Find every line in the records that holds the string "item". Copy each one.
** Opening Data records block **
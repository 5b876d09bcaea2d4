//! Persistence for contracts, their transition log and the audit trail.
//!
//! The sled layout uses one tree per record kind:
//!
//! - `contracts`: contract id -> CBOR [`Contract`]
//! - `flow_index`: remote flow id -> contract id
//! - `transitions`: `{contract id}\0{seq}` -> CBOR [`TransitionLogEntry`]
//! - `audit`: `{flow id}\0{seq}` -> CBOR [`AuditRecord`]
//!
//! Status changes go through [`RecordStore::commit_transition`], which writes
//! the new status and its log entry in a single multi-tree transaction.

use crate::contract::{AuditRecord, Contract, TimeStamp, TransitionLogEntry};
use crate::error::StoreError;
use crate::status::ContractStatus;
use sled::Transactional;
use sled::transaction::{ConflictableTransactionError, TransactionError};
use std::path::Path;

const CONTRACTS: &str = "contracts";
const FLOW_INDEX: &str = "flow_index";
const TRANSITIONS: &str = "transitions";
const AUDIT: &str = "audit";
// audit records that arrive before a flow id is known
const NO_FLOW: &str = "-";

/// A status change to apply if the contract is still at `from`.
#[derive(Debug, Clone)]
pub struct TransitionCommit {
    pub contract_id: String,
    pub from: ContractStatus,
    pub to: ContractStatus,
    pub remark: String,
    /// Binds the remote flow in the same commit. Rejected if a different flow is already bound.
    pub flow_id: Option<String>,
}

pub trait RecordStore: Send + Sync {
    /// Persist a new contract together with its creation log entry.
    fn insert_contract(&self, contract: &Contract, remark: &str) -> Result<(), StoreError>;
    fn contract(&self, contract_id: &str) -> Result<Option<Contract>, StoreError>;
    fn contract_by_flow(&self, flow_id: &str) -> Result<Option<Contract>, StoreError>;
    fn contracts_in(&self, statuses: &[ContractStatus]) -> Result<Vec<Contract>, StoreError>;
    /// Atomically compare the current status, write the new one and append the log entry.
    fn commit_transition(
        &self,
        commit: TransitionCommit,
    ) -> Result<(Contract, TransitionLogEntry), StoreError>;
    fn transitions(&self, contract_id: &str) -> Result<Vec<TransitionLogEntry>, StoreError>;
    fn append_audit(&self, record: &AuditRecord) -> Result<(), StoreError>;
    fn audits_for_flow(&self, flow_id: Option<&str>) -> Result<Vec<AuditRecord>, StoreError>;
}

pub struct SledStore {
    db: sled::Db,
    contracts: sled::Tree,
    flow_index: sled::Tree,
    transitions: sled::Tree,
    audit: sled::Tree,
}

impl SledStore {
    pub fn open(path: impl AsRef<Path>) -> Result<Self, StoreError> {
        Self::from_db(sled::open(path)?)
    }

    pub fn from_db(db: sled::Db) -> Result<Self, StoreError> {
        Ok(Self {
            contracts: db.open_tree(CONTRACTS)?,
            flow_index: db.open_tree(FLOW_INDEX)?,
            transitions: db.open_tree(TRANSITIONS)?,
            audit: db.open_tree(AUDIT)?,
            db,
        })
    }

    pub fn flush(&self) -> Result<(), StoreError> {
        self.db.flush()?;
        Ok(())
    }
}

fn seq_key(prefix: &str, seq: u64) -> Vec<u8> {
    let mut key = prefix_key(prefix);
    key.extend_from_slice(&seq.to_be_bytes());
    key
}

fn prefix_key(prefix: &str) -> Vec<u8> {
    let mut key = Vec::with_capacity(prefix.len() + 9);
    key.extend_from_slice(prefix.as_bytes());
    key.push(0);
    key
}

fn abort<T>(err: StoreError) -> Result<T, ConflictableTransactionError<StoreError>> {
    Err(ConflictableTransactionError::Abort(err))
}

fn unwrap_tx<T>(result: Result<T, TransactionError<StoreError>>) -> Result<T, StoreError> {
    match result {
        Ok(value) => Ok(value),
        Err(TransactionError::Abort(err)) => Err(err),
        Err(TransactionError::Storage(err)) => Err(StoreError::Sled(err)),
    }
}

impl RecordStore for SledStore {
    fn insert_contract(&self, contract: &Contract, remark: &str) -> Result<(), StoreError> {
        let entry = TransitionLogEntry {
            contract_id: contract.id.clone(),
            from_status: None,
            to_status: contract.status,
            remark: remark.to_string(),
            at: contract.created_at.clone(),
        };
        let contract_cbor = minicbor::to_vec(contract)?;
        let entry_cbor = minicbor::to_vec(&entry)?;

        let result = (&self.contracts, &self.transitions).transaction(|(contracts, log)| {
            if contracts.get(contract.id.as_bytes())?.is_some() {
                return abort(StoreError::ContractExists(contract.id.clone()));
            }
            contracts.insert(contract.id.as_bytes(), contract_cbor.clone())?;
            let seq = log.generate_id()?;
            log.insert(seq_key(&contract.id, seq), entry_cbor.clone())?;
            Ok(())
        });
        unwrap_tx(result)
    }

    fn contract(&self, contract_id: &str) -> Result<Option<Contract>, StoreError> {
        match self.contracts.get(contract_id.as_bytes())? {
            Some(raw) => Ok(Some(minicbor::decode(&raw)?)),
            None => Ok(None),
        }
    }

    fn contract_by_flow(&self, flow_id: &str) -> Result<Option<Contract>, StoreError> {
        match self.flow_index.get(flow_id.as_bytes())? {
            Some(contract_id) => self.contract(&String::from_utf8_lossy(&contract_id)),
            None => Ok(None),
        }
    }

    fn contracts_in(&self, statuses: &[ContractStatus]) -> Result<Vec<Contract>, StoreError> {
        let mut found = Vec::new();
        for item in self.contracts.iter() {
            let (_, raw) = item?;
            let contract: Contract = minicbor::decode(&raw)?;
            if statuses.contains(&contract.status) {
                found.push(contract);
            }
        }
        Ok(found)
    }

    fn commit_transition(
        &self,
        commit: TransitionCommit,
    ) -> Result<(Contract, TransitionLogEntry), StoreError> {
        let result = (&self.contracts, &self.flow_index, &self.transitions).transaction(
            |(contracts, flows, log)| {
                let Some(raw) = contracts.get(commit.contract_id.as_bytes())? else {
                    return abort(StoreError::ContractNotFound(commit.contract_id.clone()));
                };
                let mut contract: Contract = match minicbor::decode(&raw) {
                    Ok(contract) => contract,
                    Err(err) => return abort(err.into()),
                };

                if contract.status != commit.from {
                    return abort(StoreError::StaleStatus {
                        contract_id: commit.contract_id.clone(),
                        expected: commit.from,
                        actual: contract.status,
                    });
                }

                if let Some(flow_id) = &commit.flow_id {
                    match contract.flow_id.clone() {
                        Some(existing) if &existing != flow_id => {
                            return abort(StoreError::FlowAlreadyAssigned {
                                contract_id: contract.id.clone(),
                                existing,
                            });
                        }
                        Some(_) => {}
                        None => {
                            if let Some(owner) = flows.get(flow_id.as_bytes())? {
                                return abort(StoreError::FlowInUse {
                                    flow_id: flow_id.clone(),
                                    contract_id: String::from_utf8_lossy(&owner).into_owned(),
                                });
                            }
                            flows.insert(flow_id.as_bytes(), contract.id.as_bytes())?;
                            contract.flow_id = Some(flow_id.clone());
                        }
                    }
                }

                let at = TimeStamp::new();
                contract.status = commit.to;
                contract.updated_at = at.clone();
                let entry = TransitionLogEntry {
                    contract_id: contract.id.clone(),
                    from_status: Some(commit.from),
                    to_status: commit.to,
                    remark: commit.remark.clone(),
                    at,
                };

                let (contract_cbor, entry_cbor) =
                    match (minicbor::to_vec(&contract), minicbor::to_vec(&entry)) {
                        (Ok(c), Ok(e)) => (c, e),
                        (Err(err), _) | (_, Err(err)) => return abort(err.into()),
                    };

                contracts.insert(contract.id.as_bytes(), contract_cbor)?;
                let seq = log.generate_id()?;
                log.insert(seq_key(&contract.id, seq), entry_cbor)?;

                Ok((contract, entry))
            },
        );
        unwrap_tx(result)
    }

    fn transitions(&self, contract_id: &str) -> Result<Vec<TransitionLogEntry>, StoreError> {
        self.transitions
            .scan_prefix(prefix_key(contract_id))
            .map(|item| -> Result<TransitionLogEntry, StoreError> {
                let (_, raw) = item?;
                Ok(minicbor::decode(&raw)?)
            })
            .collect()
    }

    fn append_audit(&self, record: &AuditRecord) -> Result<(), StoreError> {
        let flow = record.flow_id.as_deref().unwrap_or(NO_FLOW);
        let seq = self.db.generate_id()?;
        self.audit
            .insert(seq_key(flow, seq), minicbor::to_vec(record)?)?;
        Ok(())
    }

    fn audits_for_flow(&self, flow_id: Option<&str>) -> Result<Vec<AuditRecord>, StoreError> {
        self.audit
            .scan_prefix(prefix_key(flow_id.unwrap_or(NO_FLOW)))
            .map(|item| -> Result<AuditRecord, StoreError> {
                let (_, raw) = item?;
                Ok(minicbor::decode(&raw)?)
            })
            .collect()
    }
}
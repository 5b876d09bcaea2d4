//! Log output setup
use tracing_subscriber::EnvFilter;

const DEFAULT_FILTER: &str = "info,sled=warn,reqwest=warn,hyper=warn";

/// Install the global subscriber. `RUST_LOG` overrides the default filter.
/// Calling this twice is harmless; the second call is ignored.
pub fn init(json: bool) {
    let filter = EnvFilter::try_from_default_env()
        .or_else(|_| EnvFilter::try_new(DEFAULT_FILTER))
        .unwrap_or_else(|_| EnvFilter::new("info"));

    let result = if json {
        tracing_subscriber::fmt()
            .with_env_filter(filter)
            .json()
            .try_init()
    } else {
        tracing_subscriber::fmt()
            .with_env_filter(filter)
            .with_target(true)
            .try_init()
    };

    if result.is_err() {
        tracing::debug!("tracing subscriber already installed");
    }
}
//! Contract aggregate, transition log entries and audit records
use crate::status::ContractStatus;
use chrono::{DateTime, TimeZone, Utc};
use serde::{Serialize, Serializer};

#[derive(Debug, PartialEq, Eq, PartialOrd, Ord, Clone)]
pub struct TimeStamp<T: TimeZone>(DateTime<T>);

impl TimeStamp<Utc> {
    pub fn new() -> Self {
        Self(Utc::now())
    }
    pub fn from_unix(secs: i64) -> Option<Self> {
        DateTime::from_timestamp(secs, 0).map(Self)
    }
    pub fn to_datetime_utc(&self) -> DateTime<Utc> {
        self.0
    }
    pub fn unix(&self) -> i64 {
        self.0.timestamp()
    }
}

impl Default for TimeStamp<Utc> {
    fn default() -> Self {
        Self::new()
    }
}

impl<T: TimeZone> From<DateTime<T>> for TimeStamp<T> {
    fn from(value: DateTime<T>) -> Self {
        TimeStamp(value)
    }
}

impl Serialize for TimeStamp<Utc> {
    fn serialize<S: Serializer>(&self, serializer: S) -> Result<S::Ok, S::Error> {
        self.0.serialize(serializer)
    }
}

impl<C> minicbor::Encode<C> for TimeStamp<Utc> {
    fn encode<W: minicbor::encode::Write>(
        &self,
        e: &mut minicbor::Encoder<W>,
        _: &mut C,
    ) -> Result<(), minicbor::encode::Error<W::Error>> {
        if let Some(nsec) = self.0.timestamp_nanos_opt() {
            return e.i64(nsec)?.ok();
        }

        Err(minicbor::encode::Error::message(
            "failed to encode timestamp. timestamp_nanos_opt returned None",
        ))
    }
}

impl<'b, C> minicbor::Decode<'b, C> for TimeStamp<Utc> {
    fn decode(d: &mut minicbor::Decoder<'b>, _: &mut C) -> Result<Self, minicbor::decode::Error> {
        let nsecs = d.i64()?;

        Ok(TimeStamp(DateTime::from_timestamp_nanos(nsecs)))
    }
}

/// Counterparty details captured when the contract is drafted.
#[derive(Debug, Clone, PartialEq, Eq, minicbor::Encode, minicbor::Decode, Serialize)]
pub struct PartyB {
    #[n(0)]
    pub name: String,
    #[n(1)]
    pub mobile: String,
    #[n(2)]
    pub id_number: Option<String>,
}

/// Input for drafting a contract.
#[derive(Debug, Clone)]
pub struct NewContract {
    pub title: String,
    pub party_b: PartyB,
}

#[derive(Debug, Clone, PartialEq, Eq, minicbor::Encode, minicbor::Decode, Serialize)]
pub struct Contract {
    #[n(0)]
    pub id: String, // bech32 encoded uuid7
    #[n(1)]
    pub flow_id: Option<String>, // set once signing starts, never changed afterwards
    #[n(2)]
    pub status: ContractStatus,
    #[n(3)]
    pub title: String,
    #[n(4)]
    pub party_b: PartyB,
    #[n(5)]
    pub created_at: TimeStamp<Utc>,
    #[n(6)]
    pub updated_at: TimeStamp<Utc>,
}

impl Contract {
    pub fn draft(id: String, new: NewContract) -> Self {
        let now = TimeStamp::new();
        Self {
            id,
            flow_id: None,
            status: ContractStatus::Draft,
            title: new.title,
            party_b: new.party_b,
            created_at: now.clone(),
            updated_at: now,
        }
    }
}

/// One committed status change. `from_status` is `None` only for creation.
#[derive(Debug, Clone, PartialEq, Eq, minicbor::Encode, minicbor::Decode, Serialize)]
pub struct TransitionLogEntry {
    #[n(0)]
    pub contract_id: String,
    #[n(1)]
    pub from_status: Option<ContractStatus>,
    #[n(2)]
    pub to_status: ContractStatus,
    #[n(3)]
    pub remark: String,
    #[n(4)]
    pub at: TimeStamp<Utc>,
}

/// Where a status signal came from.
#[derive(
    Debug, Clone, Copy, PartialEq, Eq, minicbor::Encode, minicbor::Decode, Serialize,
)]
#[serde(rename_all = "snake_case")]
pub enum SignalSource {
    #[n(0)]
    Webhook,
    #[n(1)]
    ManualSync,
    #[n(2)]
    Poll,
}

#[derive(
    Debug, Clone, Copy, PartialEq, Eq, minicbor::Encode, minicbor::Decode, Serialize,
)]
#[serde(rename_all = "snake_case")]
pub enum AuditOutcome {
    #[n(0)]
    Updated,
    #[n(1)]
    NoOp,
    #[n(2)]
    Rejected,
    #[n(3)]
    Unauthorized,
    #[n(4)]
    Failed,
}

/// A record of one attempt to apply a remote signal, whatever its result.
#[derive(Debug, Clone, PartialEq, Eq, minicbor::Encode, minicbor::Decode, Serialize)]
pub struct AuditRecord {
    #[n(0)]
    pub id: String, // uuid7, sorts by creation time
    #[n(1)]
    pub flow_id: Option<String>,
    #[n(2)]
    pub contract_id: Option<String>,
    #[n(3)]
    pub source: SignalSource,
    #[n(4)]
    pub raw_signal: String,
    #[n(5)]
    pub outcome: AuditOutcome,
    #[n(6)]
    pub detail: String,
    #[n(7)]
    pub at: TimeStamp<Utc>,
}

impl AuditRecord {
    pub fn new(
        source: SignalSource,
        flow_id: Option<String>,
        contract_id: Option<String>,
        raw_signal: String,
        outcome: AuditOutcome,
        detail: impl Into<String>,
    ) -> Self {
        Self {
            id: uuid7::uuid7().to_string(),
            flow_id,
            contract_id,
            source,
            raw_signal,
            outcome,
            detail: detail.into(),
            at: TimeStamp::new(),
        }
    }
}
** Closing Data records block **
Solution to the problem —
        for item in self.contracts.iter() {
            let (_, raw) = item?;
            .map(|item| -> Result<TransitionLogEntry, StoreError> {
                let (_, raw) = item?;
            .map(|item| -> Result<AuditRecord, StoreError> {
                let (_, raw) = item?;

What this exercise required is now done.